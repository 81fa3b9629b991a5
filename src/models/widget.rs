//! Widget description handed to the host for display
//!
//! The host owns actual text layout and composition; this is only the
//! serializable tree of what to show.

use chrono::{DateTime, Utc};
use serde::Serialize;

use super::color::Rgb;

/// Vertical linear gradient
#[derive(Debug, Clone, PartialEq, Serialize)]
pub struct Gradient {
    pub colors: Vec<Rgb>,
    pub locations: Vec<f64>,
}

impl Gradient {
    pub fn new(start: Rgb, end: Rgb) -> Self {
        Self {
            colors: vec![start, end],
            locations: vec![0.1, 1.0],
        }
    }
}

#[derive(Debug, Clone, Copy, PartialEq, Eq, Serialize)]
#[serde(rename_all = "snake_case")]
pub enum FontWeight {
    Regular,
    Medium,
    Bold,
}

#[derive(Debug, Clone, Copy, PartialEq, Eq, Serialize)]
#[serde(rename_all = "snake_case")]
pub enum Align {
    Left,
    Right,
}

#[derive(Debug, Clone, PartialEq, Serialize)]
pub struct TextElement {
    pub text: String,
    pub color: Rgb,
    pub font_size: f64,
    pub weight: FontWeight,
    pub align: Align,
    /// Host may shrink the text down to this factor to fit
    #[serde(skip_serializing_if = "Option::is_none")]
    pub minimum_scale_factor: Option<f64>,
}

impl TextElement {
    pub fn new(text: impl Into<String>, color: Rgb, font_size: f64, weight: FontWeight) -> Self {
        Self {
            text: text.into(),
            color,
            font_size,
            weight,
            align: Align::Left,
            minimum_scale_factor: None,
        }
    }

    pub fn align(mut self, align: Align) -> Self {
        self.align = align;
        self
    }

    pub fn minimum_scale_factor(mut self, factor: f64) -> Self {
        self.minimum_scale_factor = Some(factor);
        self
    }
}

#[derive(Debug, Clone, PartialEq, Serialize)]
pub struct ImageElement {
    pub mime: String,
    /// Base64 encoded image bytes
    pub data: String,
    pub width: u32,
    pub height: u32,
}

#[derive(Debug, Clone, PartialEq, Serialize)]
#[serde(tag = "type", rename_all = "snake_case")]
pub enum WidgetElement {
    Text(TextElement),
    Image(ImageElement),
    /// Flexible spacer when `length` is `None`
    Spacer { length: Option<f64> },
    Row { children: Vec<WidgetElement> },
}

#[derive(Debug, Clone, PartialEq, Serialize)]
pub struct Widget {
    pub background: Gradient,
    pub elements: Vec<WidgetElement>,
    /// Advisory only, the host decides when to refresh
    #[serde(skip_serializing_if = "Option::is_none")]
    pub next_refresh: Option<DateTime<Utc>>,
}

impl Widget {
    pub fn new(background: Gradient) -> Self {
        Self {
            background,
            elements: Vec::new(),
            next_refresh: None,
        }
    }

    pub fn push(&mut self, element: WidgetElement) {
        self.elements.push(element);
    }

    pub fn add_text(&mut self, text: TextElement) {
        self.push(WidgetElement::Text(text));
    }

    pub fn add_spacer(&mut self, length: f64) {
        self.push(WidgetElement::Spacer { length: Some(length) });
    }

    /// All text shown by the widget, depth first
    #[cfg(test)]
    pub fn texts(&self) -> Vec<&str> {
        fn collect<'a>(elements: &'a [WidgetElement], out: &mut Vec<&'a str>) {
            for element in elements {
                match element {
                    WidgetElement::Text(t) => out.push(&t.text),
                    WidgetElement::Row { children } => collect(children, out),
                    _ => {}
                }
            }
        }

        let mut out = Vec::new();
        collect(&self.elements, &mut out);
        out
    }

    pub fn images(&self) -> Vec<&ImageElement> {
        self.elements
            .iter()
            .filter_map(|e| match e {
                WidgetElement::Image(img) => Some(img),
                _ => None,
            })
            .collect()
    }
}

|---|

Output only the count of lines in the data containing "DateTime".

2